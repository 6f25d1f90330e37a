//! The verification checks.
//!
//! Every check compares the crate's main conversion paths against another
//! implementation and tallies the result in a `CheckReport`.  The
//! comparisons against the crate's own alternate paths are strict.  The
//! ones against independent implementations (the `half` crate and the
//! CPU's conversion instructions) tolerate differing NaN payloads, but
//! count them.

use half16::{
    float_to_half, float_to_half_slow, float_to_half_table_free, half_to_float,
    half_to_float_table_free, hardware, limits::DENORM_MIN,
};
use log::debug;
use scoped_threadpool::Pool;

use crate::report::CheckReport;

/// How many pieces the full float sweep is split into.
const SWEEP_JOBS: u64 = 256;

fn is_half_nan(h: u16) -> bool {
    (h & 0x7c00) == 0x7c00 && (h & 0x03ff) != 0
}

fn compare_encode(report: &mut CheckReport, f: f32, ours: u16, theirs: u16, nan_tolerant: bool) {
    if ours == theirs {
        report.pass();
    } else if nan_tolerant && is_half_nan(ours) && is_half_nan(theirs) {
        report.nan_mismatch();
    } else {
        report.mismatch(format_args!(
            "{:e} ({:#010x}) encodes to {:#06x}, expected {:#06x}",
            f,
            f.to_bits(),
            ours,
            theirs
        ));
    }
}

fn compare_decode(report: &mut CheckReport, h: u16, ours: f32, theirs: f32, nan_tolerant: bool) {
    if ours.to_bits() == theirs.to_bits() {
        report.pass();
    } else if nan_tolerant && ours.is_nan() && theirs.is_nan() {
        report.nan_mismatch();
    } else {
        report.mismatch(format_args!(
            "{:#06x} decodes to {:e} ({:#010x}), expected {:e} ({:#010x})",
            h,
            ours,
            ours.to_bits(),
            theirs,
            theirs.to_bits()
        ));
    }
}

/// Encodes the value halfway between the two smallest half subnormals with
/// every encoder.  It's a tie, and must round to the even one, `0x0002`.
pub fn subnormal_cross_check() -> CheckReport {
    let mut report = CheckReport::new("subnormal tie");
    let f = DENORM_MIN + DENORM_MIN * 0.5;

    compare_encode(&mut report, f, float_to_half(f), 0x0002, false);
    compare_encode(&mut report, f, float_to_half_slow(f), 0x0002, false);
    compare_encode(&mut report, f, float_to_half_table_free(f), 0x0002, false);

    report
}

/// Decodes every half and encodes it again, which must give back the same
/// bits.  NaNs only need to stay NaN.
pub fn half_round_trip() -> CheckReport {
    let mut report = CheckReport::new("half round trip");

    for i in 0..=u16::max_value() {
        let f = half_to_float(i);
        let h = float_to_half(f);
        if h == i {
            report.pass();
        } else if is_half_nan(i) && half_to_float(h).is_nan() {
            report.nan_mismatch();
        } else {
            report.mismatch(format_args!(
                "{:#06x} -> {:e} ({:#010x}) -> {:#06x}",
                i,
                f,
                f.to_bits(),
                h
            ));
        }
    }

    report
}

/// Compares the table decode against the table-free decode, for every half.
#[cfg(feature = "decode_table")]
pub fn decode_paths() -> CheckReport {
    use half16::half_to_float_table;

    let mut report = CheckReport::new("decode table vs table-free");
    for i in 0..=u16::max_value() {
        compare_decode(
            &mut report,
            i,
            half_to_float_table(i),
            half_to_float_table_free(i),
            false,
        );
    }
    report
}

/// Compares decoding against the `half` crate, for every half.
pub fn reference_decode() -> CheckReport {
    let mut report = CheckReport::new("decode vs half crate");
    for i in 0..=u16::max_value() {
        let theirs = half::f16::from_bits(i).to_f32();
        compare_decode(&mut report, i, half_to_float(i), theirs, true);
    }
    report
}

/// Compares decoding against the CPU, for every half.
///
/// Only call this when `hardware::available()`.
pub fn hardware_decode() -> CheckReport {
    let mut report = CheckReport::new("decode vs hardware");
    for i in 0..=u16::max_value() {
        let theirs = match hardware::half_to_float(i) {
            Some(f) => f,
            None => break,
        };
        compare_decode(&mut report, i, half_to_float(i), theirs, true);
    }
    report
}

/// Compares encoding against the CPU, for every value a half can take and
/// its neighboring floats.
///
/// Only call this when `hardware::available()`.
pub fn hardware_encode() -> CheckReport {
    let mut report = CheckReport::new("encode vs hardware");
    for i in 0..=u16::max_value() {
        let bits = half_to_float_table_free(i).to_bits();
        for &x in &[bits, bits.wrapping_add(1), bits.wrapping_sub(1)] {
            let f = f32::from_bits(x);
            let theirs = match hardware::float_to_half(f) {
                Some(h) => h,
                None => return report,
            };
            compare_encode(&mut report, f, float_to_half(f), theirs, true);
        }
    }
    report
}

/// Encodes every one of the 2^32 float bit patterns with every encoder,
/// and compares against the main one.
///
/// The work is split over the threads of `pool`.
pub fn float_sweep(pool: &mut Pool, use_hardware: bool) -> Vec<CheckReport> {
    let chunk = (1u64 << 32) / SWEEP_JOBS;
    let mut results: Vec<Vec<CheckReport>> = vec![Vec::new(); SWEEP_JOBS as usize];

    pool.scoped(|scope| {
        for (job, slot) in results.iter_mut().enumerate() {
            scope.execute(move || {
                let first = job as u64 * chunk;
                let last = first + chunk - 1;
                *slot = sweep_range(first as u32, last as u32, use_hardware);
                debug!("Swept {:#010x}..={:#010x}", first, last);
            });
        }
    });

    let mut results = results.into_iter();
    let mut merged = results.next().unwrap_or_default();
    for reports in results {
        for (total, r) in merged.iter_mut().zip(reports.iter()) {
            total.merge(r);
        }
    }
    merged
}

fn sweep_range(first: u32, last: u32, use_hardware: bool) -> Vec<CheckReport> {
    let mut slow = CheckReport::new("float sweep: slow path");
    let mut table_free = CheckReport::new("float sweep: table-free");
    let mut reference = CheckReport::new("float sweep: half crate");
    let mut hw = CheckReport::new("float sweep: hardware");

    for bits in first..=last {
        let f = f32::from_bits(bits);
        let h = float_to_half(f);

        compare_encode(&mut slow, f, h, float_to_half_slow(f), false);
        compare_encode(&mut table_free, f, h, float_to_half_table_free(f), false);
        compare_encode(&mut reference, f, h, half::f16::from_f32(f).to_bits(), true);
        if use_hardware {
            if let Some(theirs) = hardware::float_to_half(f) {
                compare_encode(&mut hw, f, h, theirs, true);
            }
        }
    }

    let mut reports = vec![slow, table_free, reference];
    if use_hardware {
        reports.push(hw);
    }
    reports
}

#[cfg(test)]
mod tests {
    use super::*;

    #[test]
    fn half_domain_checks_pass() {
        assert!(subnormal_cross_check().passed());

        let round_trip = half_round_trip();
        assert!(round_trip.passed());
        assert_eq!(round_trip.checked, 1 << 16);

        let reference = reference_decode();
        assert!(reference.passed());
        assert_eq!(reference.checked, 1 << 16);
    }

    #[cfg(feature = "decode_table")]
    #[test]
    fn decode_paths_pass() {
        let r = decode_paths();
        assert!(r.passed());
        assert_eq!(r.nan_mismatches, 0);
    }

    #[test]
    fn hardware_checks_pass() {
        if !hardware::available() {
            return;
        }
        assert!(hardware_decode().passed());
        assert!(hardware_encode().passed());
    }

    #[test]
    fn sweep_range_around_one() {
        // All the floats in [1.0, 2.0).
        let reports = sweep_range(0x3f80_0000, 0x3fff_ffff, false);
        assert_eq!(reports.len(), 3);
        for r in reports.iter() {
            assert!(r.passed(), "{}", r);
            assert_eq!(r.checked, 1 << 23);
        }
    }

    #[test]
    fn sweep_range_nans() {
        // Positive infinity and the NaNs above it.
        let reports = sweep_range(0x7f80_0000, 0x7f80_ffff, false);
        for r in reports.iter() {
            assert!(r.passed(), "{}", r);
        }
    }
}
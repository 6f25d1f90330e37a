//! Generates the float-to-half exponent table and the half-to-float table.
//!
//! Both tables are computed with the crate's own table-free algorithms, so
//! the table-driven conversion paths are just caches of them.

use std::{env, fs::File, io::Write, path::Path};

#[allow(dead_code)]
mod layout {
    include!("src/layout.rs");
}

#[allow(dead_code)]
mod algorithm {
    include!("src/algorithm.rs");
}

fn main() {
    println!("cargo:rerun-if-changed=build.rs");
    println!("cargo:rerun-if-changed=src/layout.rs");
    println!("cargo:rerun-if-changed=src/algorithm.rs");

    let out_dir = env::var("OUT_DIR").unwrap();

    // Exponent table, always built.
    {
        let dest_path = Path::new(&out_dir).join("exponent_lut.inc");
        let mut f = File::create(&dest_path).unwrap();

        f.write_all(b"pub static EXPONENT_LUT: [u16; 1 << 9] = [\n")
            .unwrap();
        for i in 0..(1u32 << 9) {
            if i % 8 == 0 {
                f.write_all(b"   ").unwrap();
            }
            f.write_all(format!(" 0x{:04x},", algorithm::exponent_lut_entry(i)).as_bytes())
                .unwrap();
            if i % 8 == 7 {
                f.write_all(b"\n").unwrap();
            }
        }
        f.write_all(b"];\n").unwrap();
    }

    // Half-to-float table, only when it's enabled.
    if env::var_os("CARGO_FEATURE_DECODE_TABLE").is_some() {
        let dest_path = Path::new(&out_dir).join("to_float.inc");
        let mut f = File::create(&dest_path).unwrap();

        f.write_all(b"pub static TO_FLOAT: [u32; 1 << 16] = [\n")
            .unwrap();
        for h in 0..=u16::max_value() {
            if h % 8 == 0 {
                f.write_all(b"   ").unwrap();
            }
            f.write_all(format!(" 0x{:08x},", algorithm::half_to_float_bits(h)).as_bytes())
                .unwrap();
            if h % 8 == 7 {
                f.write_all(b"\n").unwrap();
            }
        }
        f.write_all(b"];\n").unwrap();
    }
}
//! Hardware half conversion, where the CPU has it.
//!
//! These wrap the x86 F16C instructions, with runtime feature detection.
//! They are here as an independent reference to check the software
//! conversions against: for every non-NaN input they agree with
//! `float_to_half()` and `half_to_float()`.  NaN payloads may differ, since
//! the hardware sets the quiet bit.
//!
//! On other architectures, or CPUs without F16C, everything returns `None`.

/// Whether hardware half conversion is available on this CPU.
#[inline]
pub fn available() -> bool {
    imp::available()
}

/// Converts a float to a half with the CPU's conversion instruction,
/// rounding to nearest even.
#[inline]
pub fn float_to_half(f: f32) -> Option<u16> {
    if imp::available() {
        Some(unsafe { imp::float_to_half(f) })
    } else {
        None
    }
}

/// Converts a half to a float with the CPU's conversion instruction.
#[inline]
pub fn half_to_float(h: u16) -> Option<f32> {
    if imp::available() {
        Some(unsafe { imp::half_to_float(h) })
    } else {
        None
    }
}

#[cfg(any(target_arch = "x86", target_arch = "x86_64"))]
mod imp {
    #[cfg(target_arch = "x86")]
    use std::arch::x86::{
        _mm_cvtph_ps, _mm_cvtps_ph, _mm_cvtsi128_si32, _mm_cvtss_f32, _mm_set1_epi16, _mm_set_ss,
        _MM_FROUND_TO_NEAREST_INT,
    };
    #[cfg(target_arch = "x86_64")]
    use std::arch::x86_64::{
        _mm_cvtph_ps, _mm_cvtps_ph, _mm_cvtsi128_si32, _mm_cvtss_f32, _mm_set1_epi16, _mm_set_ss,
        _MM_FROUND_TO_NEAREST_INT,
    };

    #[inline]
    pub fn available() -> bool {
        is_x86_feature_detected!("f16c")
    }

    #[target_feature(enable = "f16c")]
    pub unsafe fn float_to_half(f: f32) -> u16 {
        _mm_cvtsi128_si32(_mm_cvtps_ph(_mm_set_ss(f), _MM_FROUND_TO_NEAREST_INT)) as u16
    }

    #[target_feature(enable = "f16c")]
    pub unsafe fn half_to_float(h: u16) -> f32 {
        _mm_cvtss_f32(_mm_cvtph_ps(_mm_set1_epi16(h as i16)))
    }
}

#[cfg(not(any(target_arch = "x86", target_arch = "x86_64")))]
mod imp {
    #[inline]
    pub fn available() -> bool {
        false
    }

    pub unsafe fn float_to_half(_f: f32) -> u16 {
        unreachable!()
    }

    pub unsafe fn half_to_float(_h: u16) -> f32 {
        unreachable!()
    }
}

================

*Exercise objective:*
From the listing above, copy all lines holding the word "first".

*Answer to this exercise:*
                let first = job as u64 * chunk;
                let last = first + chunk - 1;
                *slot = sweep_range(first as u32, last as u32, use_hardware);
                debug!("Swept {:#010x}..={:#010x}", first, last);
fn sweep_range(first: u32, last: u32, use_hardware: bool) -> Vec<CheckReport> {
    for bits in first..=last {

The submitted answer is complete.